**What is required**
The answer must consist of every line below that contains the word "events".

**Available data**
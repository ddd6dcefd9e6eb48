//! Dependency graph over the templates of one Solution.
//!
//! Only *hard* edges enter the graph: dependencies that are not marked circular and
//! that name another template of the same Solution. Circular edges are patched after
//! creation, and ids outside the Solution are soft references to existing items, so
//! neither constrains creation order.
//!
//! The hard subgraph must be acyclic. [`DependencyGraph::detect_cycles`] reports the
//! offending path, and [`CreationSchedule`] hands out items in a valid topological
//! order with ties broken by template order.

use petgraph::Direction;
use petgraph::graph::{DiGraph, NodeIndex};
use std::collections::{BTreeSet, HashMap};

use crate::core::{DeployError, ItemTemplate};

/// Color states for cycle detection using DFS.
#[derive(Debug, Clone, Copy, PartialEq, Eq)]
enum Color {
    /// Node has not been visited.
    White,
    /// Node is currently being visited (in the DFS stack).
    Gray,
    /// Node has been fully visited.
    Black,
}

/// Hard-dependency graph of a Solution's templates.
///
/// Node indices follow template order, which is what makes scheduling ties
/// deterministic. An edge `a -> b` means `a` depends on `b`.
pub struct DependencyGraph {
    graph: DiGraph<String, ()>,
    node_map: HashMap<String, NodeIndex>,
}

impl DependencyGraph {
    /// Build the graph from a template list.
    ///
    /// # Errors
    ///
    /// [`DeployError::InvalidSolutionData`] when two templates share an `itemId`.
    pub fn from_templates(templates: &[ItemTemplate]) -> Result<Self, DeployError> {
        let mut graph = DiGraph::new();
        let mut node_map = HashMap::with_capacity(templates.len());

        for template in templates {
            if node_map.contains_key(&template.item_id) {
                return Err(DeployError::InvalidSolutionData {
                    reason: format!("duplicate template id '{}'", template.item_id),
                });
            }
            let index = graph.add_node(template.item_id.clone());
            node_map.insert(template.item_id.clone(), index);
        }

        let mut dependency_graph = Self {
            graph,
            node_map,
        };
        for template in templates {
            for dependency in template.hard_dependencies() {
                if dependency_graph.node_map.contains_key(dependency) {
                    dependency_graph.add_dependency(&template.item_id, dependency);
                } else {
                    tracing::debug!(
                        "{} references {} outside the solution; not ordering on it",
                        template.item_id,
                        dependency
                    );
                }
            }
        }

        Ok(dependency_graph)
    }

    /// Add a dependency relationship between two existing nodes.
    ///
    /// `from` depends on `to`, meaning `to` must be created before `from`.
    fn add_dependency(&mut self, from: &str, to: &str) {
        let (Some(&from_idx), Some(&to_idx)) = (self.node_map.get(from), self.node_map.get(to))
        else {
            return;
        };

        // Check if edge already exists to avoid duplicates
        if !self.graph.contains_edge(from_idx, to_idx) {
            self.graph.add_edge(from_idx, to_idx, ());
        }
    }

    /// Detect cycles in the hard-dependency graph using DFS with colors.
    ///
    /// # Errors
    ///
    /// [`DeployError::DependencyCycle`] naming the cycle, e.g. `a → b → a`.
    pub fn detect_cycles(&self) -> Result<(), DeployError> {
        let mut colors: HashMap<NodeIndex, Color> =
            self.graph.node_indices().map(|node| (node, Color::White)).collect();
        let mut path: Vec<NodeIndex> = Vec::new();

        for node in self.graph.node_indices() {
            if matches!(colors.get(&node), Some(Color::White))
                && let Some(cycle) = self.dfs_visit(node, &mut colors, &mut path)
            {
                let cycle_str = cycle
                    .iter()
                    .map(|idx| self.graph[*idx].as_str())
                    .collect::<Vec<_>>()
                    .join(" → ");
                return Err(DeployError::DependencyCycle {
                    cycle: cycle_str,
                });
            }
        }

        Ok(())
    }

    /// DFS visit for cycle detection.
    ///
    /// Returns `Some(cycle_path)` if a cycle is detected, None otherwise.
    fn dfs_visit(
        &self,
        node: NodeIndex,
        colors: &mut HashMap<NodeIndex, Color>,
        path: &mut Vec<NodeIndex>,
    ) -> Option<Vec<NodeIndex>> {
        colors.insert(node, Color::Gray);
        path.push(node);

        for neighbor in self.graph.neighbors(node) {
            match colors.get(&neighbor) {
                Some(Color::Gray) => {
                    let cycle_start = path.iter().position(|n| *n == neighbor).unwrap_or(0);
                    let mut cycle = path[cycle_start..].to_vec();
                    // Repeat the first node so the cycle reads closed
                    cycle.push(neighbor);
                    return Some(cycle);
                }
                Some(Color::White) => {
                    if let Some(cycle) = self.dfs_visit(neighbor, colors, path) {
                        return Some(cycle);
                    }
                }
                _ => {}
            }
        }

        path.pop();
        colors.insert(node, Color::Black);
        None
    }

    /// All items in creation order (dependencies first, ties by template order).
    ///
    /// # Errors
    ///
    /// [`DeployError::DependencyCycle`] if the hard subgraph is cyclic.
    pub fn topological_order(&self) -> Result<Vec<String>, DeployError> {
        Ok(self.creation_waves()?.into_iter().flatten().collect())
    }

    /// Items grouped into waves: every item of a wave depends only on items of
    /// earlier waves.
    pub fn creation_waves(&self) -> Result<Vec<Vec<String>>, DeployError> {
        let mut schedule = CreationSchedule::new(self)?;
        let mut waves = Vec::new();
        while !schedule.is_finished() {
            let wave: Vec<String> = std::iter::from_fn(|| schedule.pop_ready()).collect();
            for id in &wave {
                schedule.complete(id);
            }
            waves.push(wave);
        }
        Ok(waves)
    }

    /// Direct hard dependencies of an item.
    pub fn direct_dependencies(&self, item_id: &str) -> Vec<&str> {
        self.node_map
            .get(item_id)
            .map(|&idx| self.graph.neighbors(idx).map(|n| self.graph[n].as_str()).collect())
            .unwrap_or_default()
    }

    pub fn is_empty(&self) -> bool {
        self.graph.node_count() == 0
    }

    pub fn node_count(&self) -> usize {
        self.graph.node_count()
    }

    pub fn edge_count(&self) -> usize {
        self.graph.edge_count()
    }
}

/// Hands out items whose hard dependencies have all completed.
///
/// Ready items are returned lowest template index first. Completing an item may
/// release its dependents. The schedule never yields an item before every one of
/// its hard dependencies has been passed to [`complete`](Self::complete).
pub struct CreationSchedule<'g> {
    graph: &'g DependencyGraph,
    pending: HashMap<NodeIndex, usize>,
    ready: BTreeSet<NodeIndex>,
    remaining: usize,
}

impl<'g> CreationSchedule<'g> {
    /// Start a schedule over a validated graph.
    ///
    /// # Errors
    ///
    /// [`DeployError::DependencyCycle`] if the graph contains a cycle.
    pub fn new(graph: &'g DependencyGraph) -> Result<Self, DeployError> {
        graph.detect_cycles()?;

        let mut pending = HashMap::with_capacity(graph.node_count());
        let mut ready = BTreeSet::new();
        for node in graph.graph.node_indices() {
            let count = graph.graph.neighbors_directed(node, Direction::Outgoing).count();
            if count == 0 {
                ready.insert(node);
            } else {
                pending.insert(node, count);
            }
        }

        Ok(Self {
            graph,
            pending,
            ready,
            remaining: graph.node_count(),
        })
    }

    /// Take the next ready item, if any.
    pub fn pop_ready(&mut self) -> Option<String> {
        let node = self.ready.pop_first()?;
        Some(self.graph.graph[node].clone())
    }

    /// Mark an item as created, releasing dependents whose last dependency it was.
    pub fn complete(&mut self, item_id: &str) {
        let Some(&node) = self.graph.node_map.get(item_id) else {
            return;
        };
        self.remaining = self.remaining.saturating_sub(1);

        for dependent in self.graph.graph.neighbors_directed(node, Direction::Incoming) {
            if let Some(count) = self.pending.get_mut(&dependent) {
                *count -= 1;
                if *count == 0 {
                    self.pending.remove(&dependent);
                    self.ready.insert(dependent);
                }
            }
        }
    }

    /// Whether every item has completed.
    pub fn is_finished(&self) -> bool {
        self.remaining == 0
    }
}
* * *
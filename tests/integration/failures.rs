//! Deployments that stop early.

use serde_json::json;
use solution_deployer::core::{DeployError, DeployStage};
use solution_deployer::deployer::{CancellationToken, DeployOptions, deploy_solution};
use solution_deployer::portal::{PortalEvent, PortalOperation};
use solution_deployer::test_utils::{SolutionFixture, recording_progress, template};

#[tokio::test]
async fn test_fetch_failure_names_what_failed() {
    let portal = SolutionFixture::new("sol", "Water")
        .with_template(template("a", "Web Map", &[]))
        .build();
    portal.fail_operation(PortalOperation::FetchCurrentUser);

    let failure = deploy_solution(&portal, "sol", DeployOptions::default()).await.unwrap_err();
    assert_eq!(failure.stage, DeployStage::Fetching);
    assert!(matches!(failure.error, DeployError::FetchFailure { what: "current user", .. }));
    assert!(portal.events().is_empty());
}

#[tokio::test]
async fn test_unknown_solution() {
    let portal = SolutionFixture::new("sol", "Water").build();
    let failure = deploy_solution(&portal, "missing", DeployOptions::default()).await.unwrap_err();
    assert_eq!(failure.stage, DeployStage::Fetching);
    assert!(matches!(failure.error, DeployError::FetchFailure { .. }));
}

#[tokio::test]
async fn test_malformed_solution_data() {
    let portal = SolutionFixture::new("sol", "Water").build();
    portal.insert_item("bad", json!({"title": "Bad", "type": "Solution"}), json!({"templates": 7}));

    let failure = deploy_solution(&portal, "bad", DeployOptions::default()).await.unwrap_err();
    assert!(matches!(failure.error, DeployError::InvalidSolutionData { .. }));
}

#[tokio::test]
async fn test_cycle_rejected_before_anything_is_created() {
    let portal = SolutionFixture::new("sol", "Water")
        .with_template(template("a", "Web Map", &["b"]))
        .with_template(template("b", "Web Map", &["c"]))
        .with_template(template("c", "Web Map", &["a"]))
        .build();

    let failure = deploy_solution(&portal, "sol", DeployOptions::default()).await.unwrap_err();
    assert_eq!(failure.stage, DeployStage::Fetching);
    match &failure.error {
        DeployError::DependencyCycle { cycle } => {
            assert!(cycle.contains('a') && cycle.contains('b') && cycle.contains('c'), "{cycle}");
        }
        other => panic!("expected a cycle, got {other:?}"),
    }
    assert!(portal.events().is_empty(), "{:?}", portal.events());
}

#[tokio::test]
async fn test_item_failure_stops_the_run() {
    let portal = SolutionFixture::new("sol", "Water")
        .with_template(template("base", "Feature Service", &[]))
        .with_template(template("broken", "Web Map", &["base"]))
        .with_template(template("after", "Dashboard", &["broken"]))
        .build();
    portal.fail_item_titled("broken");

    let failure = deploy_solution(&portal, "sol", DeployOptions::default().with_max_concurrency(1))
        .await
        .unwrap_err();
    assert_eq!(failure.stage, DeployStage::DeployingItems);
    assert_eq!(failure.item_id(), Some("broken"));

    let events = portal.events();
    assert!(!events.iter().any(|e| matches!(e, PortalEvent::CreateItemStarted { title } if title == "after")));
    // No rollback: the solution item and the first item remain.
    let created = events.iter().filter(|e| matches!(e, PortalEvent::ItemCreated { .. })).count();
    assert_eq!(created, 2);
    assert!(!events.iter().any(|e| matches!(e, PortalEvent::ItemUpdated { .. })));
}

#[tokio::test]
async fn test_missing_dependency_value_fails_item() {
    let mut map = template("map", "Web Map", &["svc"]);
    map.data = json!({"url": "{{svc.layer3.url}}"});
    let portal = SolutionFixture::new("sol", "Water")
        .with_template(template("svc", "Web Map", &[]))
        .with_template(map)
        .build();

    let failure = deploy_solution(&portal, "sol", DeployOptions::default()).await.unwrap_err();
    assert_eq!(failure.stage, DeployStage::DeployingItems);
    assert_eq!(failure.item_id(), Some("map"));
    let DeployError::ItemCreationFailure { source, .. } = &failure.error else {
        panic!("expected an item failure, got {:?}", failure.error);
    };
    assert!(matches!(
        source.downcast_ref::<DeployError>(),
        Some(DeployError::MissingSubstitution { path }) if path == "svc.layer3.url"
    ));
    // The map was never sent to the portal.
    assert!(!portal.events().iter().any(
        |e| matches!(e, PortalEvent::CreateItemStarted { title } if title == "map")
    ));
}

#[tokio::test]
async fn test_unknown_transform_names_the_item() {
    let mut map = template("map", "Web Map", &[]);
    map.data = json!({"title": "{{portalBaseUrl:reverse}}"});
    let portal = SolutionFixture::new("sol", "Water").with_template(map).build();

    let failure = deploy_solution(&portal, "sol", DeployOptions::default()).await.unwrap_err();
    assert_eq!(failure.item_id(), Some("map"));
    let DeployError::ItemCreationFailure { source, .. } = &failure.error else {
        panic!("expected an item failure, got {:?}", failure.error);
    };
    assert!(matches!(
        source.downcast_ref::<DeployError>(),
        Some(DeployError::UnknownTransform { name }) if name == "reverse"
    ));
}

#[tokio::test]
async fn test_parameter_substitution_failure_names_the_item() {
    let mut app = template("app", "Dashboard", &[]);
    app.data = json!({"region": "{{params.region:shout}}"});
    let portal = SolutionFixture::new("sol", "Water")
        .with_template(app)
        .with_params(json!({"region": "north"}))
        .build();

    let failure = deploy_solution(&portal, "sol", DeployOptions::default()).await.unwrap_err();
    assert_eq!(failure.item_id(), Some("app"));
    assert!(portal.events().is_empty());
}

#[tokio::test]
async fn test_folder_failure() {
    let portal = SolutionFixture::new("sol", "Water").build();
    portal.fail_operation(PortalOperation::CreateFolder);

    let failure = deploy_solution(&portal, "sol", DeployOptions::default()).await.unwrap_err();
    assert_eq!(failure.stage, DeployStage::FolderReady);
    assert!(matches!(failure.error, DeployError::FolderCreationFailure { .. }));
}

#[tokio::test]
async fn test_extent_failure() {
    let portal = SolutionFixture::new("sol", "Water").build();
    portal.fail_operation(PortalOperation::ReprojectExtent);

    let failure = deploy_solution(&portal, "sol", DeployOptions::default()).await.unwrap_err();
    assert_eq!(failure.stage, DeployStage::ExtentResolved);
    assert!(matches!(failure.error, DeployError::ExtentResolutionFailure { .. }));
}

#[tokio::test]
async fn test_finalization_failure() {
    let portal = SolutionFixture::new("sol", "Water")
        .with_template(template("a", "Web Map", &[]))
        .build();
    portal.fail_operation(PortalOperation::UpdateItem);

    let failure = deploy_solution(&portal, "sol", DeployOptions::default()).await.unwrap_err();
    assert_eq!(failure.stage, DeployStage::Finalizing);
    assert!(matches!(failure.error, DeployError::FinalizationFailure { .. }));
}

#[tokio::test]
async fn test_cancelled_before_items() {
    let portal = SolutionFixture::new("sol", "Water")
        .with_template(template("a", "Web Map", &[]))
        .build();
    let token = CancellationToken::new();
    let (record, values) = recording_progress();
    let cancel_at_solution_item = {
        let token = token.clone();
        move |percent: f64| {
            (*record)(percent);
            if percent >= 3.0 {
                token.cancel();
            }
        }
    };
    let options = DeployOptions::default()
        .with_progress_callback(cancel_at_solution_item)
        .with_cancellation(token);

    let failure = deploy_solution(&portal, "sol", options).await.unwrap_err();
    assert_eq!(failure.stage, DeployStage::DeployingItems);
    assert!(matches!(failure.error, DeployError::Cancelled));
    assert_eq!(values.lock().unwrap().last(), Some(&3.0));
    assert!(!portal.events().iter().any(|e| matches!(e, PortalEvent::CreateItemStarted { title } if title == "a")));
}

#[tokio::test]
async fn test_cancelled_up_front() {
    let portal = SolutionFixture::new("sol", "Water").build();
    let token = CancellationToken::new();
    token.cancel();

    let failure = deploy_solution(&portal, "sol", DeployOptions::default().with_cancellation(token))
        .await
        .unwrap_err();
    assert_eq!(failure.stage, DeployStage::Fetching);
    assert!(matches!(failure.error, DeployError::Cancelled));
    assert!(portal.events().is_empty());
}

**Worked solution**
    assert!(portal.events().is_empty());
    assert!(portal.events().is_empty(), "{:?}", portal.events());
    let events = portal.events();
    assert!(!events.iter().any(|e| matches!(e, PortalEvent::CreateItemStarted { title } if title == "after")));
    let created = events.iter().filter(|e| matches!(e, PortalEvent::ItemCreated { .. })).count();
    assert!(!events.iter().any(|e| matches!(e, PortalEvent::ItemUpdated { .. })));
    assert!(!portal.events().iter().any(
    assert!(portal.events().is_empty());
    assert!(!portal.events().iter().any(|e| matches!(e, PortalEvent::CreateItemStarted { title } if title == "a")));
    assert!(portal.events().is_empty());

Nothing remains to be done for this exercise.